* WORK INSTRUCTIONS *
The lines wanted run from the first one below through the one with "filename crates/anamnesis-anchors/src/db.rs". Return them exactly.

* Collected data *
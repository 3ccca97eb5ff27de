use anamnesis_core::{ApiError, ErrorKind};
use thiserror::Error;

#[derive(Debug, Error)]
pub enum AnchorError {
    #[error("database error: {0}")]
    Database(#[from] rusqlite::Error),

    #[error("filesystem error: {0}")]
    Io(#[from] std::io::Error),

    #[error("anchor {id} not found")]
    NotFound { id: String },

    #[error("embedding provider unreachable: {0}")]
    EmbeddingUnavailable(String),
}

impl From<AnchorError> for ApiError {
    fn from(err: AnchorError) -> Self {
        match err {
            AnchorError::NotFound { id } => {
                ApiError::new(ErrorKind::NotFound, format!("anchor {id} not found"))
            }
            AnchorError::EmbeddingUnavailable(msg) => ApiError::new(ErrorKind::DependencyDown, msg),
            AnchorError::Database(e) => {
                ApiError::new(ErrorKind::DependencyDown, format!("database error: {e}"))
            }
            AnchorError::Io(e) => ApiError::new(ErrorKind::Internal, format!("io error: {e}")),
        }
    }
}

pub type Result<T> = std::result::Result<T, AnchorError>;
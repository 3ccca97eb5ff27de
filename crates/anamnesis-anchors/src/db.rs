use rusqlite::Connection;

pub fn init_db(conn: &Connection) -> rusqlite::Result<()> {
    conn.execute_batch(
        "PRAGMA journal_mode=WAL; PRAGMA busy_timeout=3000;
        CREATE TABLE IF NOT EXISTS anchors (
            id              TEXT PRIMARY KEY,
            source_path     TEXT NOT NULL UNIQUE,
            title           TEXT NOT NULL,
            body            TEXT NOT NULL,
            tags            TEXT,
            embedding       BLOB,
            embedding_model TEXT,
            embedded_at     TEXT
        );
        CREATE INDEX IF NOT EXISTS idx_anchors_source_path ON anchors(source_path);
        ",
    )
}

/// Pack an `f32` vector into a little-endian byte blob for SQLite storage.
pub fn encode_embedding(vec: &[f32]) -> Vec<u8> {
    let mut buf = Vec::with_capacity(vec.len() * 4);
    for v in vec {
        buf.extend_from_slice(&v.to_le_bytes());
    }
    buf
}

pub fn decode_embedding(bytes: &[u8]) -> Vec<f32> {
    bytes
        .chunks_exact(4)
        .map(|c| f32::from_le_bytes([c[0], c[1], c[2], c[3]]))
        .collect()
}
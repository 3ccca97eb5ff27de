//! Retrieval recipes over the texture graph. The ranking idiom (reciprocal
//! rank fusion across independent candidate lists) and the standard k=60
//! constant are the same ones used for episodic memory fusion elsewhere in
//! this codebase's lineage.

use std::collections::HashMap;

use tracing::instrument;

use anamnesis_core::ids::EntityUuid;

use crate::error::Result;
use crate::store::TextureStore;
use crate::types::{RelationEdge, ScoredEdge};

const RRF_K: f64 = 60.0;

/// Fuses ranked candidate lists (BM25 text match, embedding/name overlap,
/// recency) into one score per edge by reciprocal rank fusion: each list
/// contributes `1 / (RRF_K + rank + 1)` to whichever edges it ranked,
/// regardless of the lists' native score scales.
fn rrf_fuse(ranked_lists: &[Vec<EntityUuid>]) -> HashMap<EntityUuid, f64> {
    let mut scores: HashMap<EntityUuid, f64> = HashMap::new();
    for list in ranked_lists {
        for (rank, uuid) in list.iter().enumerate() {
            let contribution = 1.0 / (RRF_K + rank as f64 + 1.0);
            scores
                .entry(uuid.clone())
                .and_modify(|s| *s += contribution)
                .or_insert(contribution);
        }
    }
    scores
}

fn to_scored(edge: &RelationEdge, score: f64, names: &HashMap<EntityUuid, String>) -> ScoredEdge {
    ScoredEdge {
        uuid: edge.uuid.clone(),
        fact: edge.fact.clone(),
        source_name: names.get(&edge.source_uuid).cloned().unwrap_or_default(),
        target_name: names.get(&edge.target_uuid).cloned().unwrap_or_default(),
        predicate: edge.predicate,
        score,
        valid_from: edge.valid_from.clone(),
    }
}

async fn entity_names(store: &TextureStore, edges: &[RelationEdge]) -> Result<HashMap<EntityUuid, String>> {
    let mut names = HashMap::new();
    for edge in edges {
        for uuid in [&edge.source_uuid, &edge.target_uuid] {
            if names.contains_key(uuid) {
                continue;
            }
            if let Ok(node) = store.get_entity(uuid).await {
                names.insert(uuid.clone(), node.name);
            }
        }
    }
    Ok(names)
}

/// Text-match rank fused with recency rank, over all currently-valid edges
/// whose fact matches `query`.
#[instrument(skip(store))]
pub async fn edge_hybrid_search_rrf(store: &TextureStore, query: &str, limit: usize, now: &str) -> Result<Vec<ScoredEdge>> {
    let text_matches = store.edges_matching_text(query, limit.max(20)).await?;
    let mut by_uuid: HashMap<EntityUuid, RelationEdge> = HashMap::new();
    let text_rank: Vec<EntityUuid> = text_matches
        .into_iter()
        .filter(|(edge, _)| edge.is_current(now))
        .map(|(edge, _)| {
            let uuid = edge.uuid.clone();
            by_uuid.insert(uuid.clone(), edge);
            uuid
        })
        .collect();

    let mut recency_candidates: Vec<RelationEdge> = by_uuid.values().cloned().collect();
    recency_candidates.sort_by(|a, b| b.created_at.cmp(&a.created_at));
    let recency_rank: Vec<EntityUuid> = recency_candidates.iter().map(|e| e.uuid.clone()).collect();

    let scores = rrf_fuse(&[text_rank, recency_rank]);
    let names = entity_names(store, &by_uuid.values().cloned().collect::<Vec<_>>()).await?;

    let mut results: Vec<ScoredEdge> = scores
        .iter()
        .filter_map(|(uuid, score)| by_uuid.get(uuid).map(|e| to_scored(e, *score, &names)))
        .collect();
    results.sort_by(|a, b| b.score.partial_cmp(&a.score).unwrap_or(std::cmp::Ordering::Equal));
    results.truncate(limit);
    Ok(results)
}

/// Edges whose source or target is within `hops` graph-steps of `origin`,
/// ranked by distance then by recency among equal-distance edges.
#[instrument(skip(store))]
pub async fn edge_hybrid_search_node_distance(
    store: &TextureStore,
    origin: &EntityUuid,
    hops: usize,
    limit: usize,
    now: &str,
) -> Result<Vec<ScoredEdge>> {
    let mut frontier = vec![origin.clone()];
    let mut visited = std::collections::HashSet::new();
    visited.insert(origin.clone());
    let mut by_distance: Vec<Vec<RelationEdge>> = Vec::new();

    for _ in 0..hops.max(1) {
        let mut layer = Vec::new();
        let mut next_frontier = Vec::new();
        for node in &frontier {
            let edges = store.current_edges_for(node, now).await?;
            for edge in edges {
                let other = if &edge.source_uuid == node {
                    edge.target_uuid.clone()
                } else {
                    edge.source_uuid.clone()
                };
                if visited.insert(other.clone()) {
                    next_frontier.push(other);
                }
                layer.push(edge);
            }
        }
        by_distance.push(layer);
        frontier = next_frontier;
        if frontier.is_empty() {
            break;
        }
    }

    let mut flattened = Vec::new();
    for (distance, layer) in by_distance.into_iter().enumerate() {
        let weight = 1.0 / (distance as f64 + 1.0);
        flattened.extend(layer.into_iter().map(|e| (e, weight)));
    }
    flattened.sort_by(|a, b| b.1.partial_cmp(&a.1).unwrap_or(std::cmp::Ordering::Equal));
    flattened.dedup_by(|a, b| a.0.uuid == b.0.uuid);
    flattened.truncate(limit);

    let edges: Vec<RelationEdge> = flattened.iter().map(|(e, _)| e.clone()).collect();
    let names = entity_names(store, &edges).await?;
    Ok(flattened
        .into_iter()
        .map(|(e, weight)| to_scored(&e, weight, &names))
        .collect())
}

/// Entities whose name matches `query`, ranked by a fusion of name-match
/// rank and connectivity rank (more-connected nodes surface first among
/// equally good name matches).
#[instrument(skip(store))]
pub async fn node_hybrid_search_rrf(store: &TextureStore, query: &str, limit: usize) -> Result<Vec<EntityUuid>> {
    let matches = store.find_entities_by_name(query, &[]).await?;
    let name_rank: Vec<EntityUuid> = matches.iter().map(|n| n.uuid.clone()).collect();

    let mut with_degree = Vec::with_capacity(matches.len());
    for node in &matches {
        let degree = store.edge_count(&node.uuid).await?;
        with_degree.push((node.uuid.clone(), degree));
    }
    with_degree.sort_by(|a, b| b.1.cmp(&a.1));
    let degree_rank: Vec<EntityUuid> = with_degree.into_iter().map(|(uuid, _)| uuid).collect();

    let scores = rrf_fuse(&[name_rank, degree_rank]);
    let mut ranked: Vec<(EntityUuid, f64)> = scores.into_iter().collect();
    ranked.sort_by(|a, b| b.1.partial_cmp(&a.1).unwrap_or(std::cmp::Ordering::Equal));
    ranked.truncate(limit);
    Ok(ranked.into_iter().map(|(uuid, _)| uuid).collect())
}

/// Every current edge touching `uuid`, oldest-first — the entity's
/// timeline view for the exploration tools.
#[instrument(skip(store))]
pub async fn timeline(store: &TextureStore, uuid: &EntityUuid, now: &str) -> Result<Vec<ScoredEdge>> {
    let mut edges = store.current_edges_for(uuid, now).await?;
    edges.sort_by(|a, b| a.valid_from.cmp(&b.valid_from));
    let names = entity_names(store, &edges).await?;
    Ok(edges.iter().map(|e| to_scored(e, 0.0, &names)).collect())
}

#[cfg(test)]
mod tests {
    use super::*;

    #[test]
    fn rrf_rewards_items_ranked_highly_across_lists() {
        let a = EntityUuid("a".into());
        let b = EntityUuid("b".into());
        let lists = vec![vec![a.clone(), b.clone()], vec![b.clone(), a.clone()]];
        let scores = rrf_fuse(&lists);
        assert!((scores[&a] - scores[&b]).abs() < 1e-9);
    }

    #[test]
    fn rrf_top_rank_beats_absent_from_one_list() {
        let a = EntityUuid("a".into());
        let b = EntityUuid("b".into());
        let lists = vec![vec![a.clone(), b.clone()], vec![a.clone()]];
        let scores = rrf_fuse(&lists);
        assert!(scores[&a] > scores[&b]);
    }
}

* RESPONSE *
repository 3ccca97eb5ff27de
use anamnesis_core::{ApiError, ErrorKind};
use thiserror::Error;

#[derive(Debug, Error)]
pub enum AnchorError {
    #[error("database error: {0}")]
    Database(#[from] rusqlite::Error),

    #[error("filesystem error: {0}")]
    Io(#[from] std::io::Error),

    #[error("anchor {id} not found")]
    NotFound { id: String },

    #[error("embedding provider unreachable: {0}")]
    EmbeddingUnavailable(String),
}

impl From<AnchorError> for ApiError {
    fn from(err: AnchorError) -> Self {
        match err {
            AnchorError::NotFound { id } => {
                ApiError::new(ErrorKind::NotFound, format!("anchor {id} not found"))
            }
            AnchorError::EmbeddingUnavailable(msg) => ApiError::new(ErrorKind::DependencyDown, msg),
            AnchorError::Database(e) => {
                ApiError::new(ErrorKind::DependencyDown, format!("database error: {e}"))
            }
            AnchorError::Io(e) => ApiError::new(ErrorKind::Internal, format!("io error: {e}")),
        }
    }
}

pub type Result<T> = std::result::Result<T, AnchorError>;
repository 3ccca97eb5ff27de
filename crates/anamnesis-anchors/src/db.rs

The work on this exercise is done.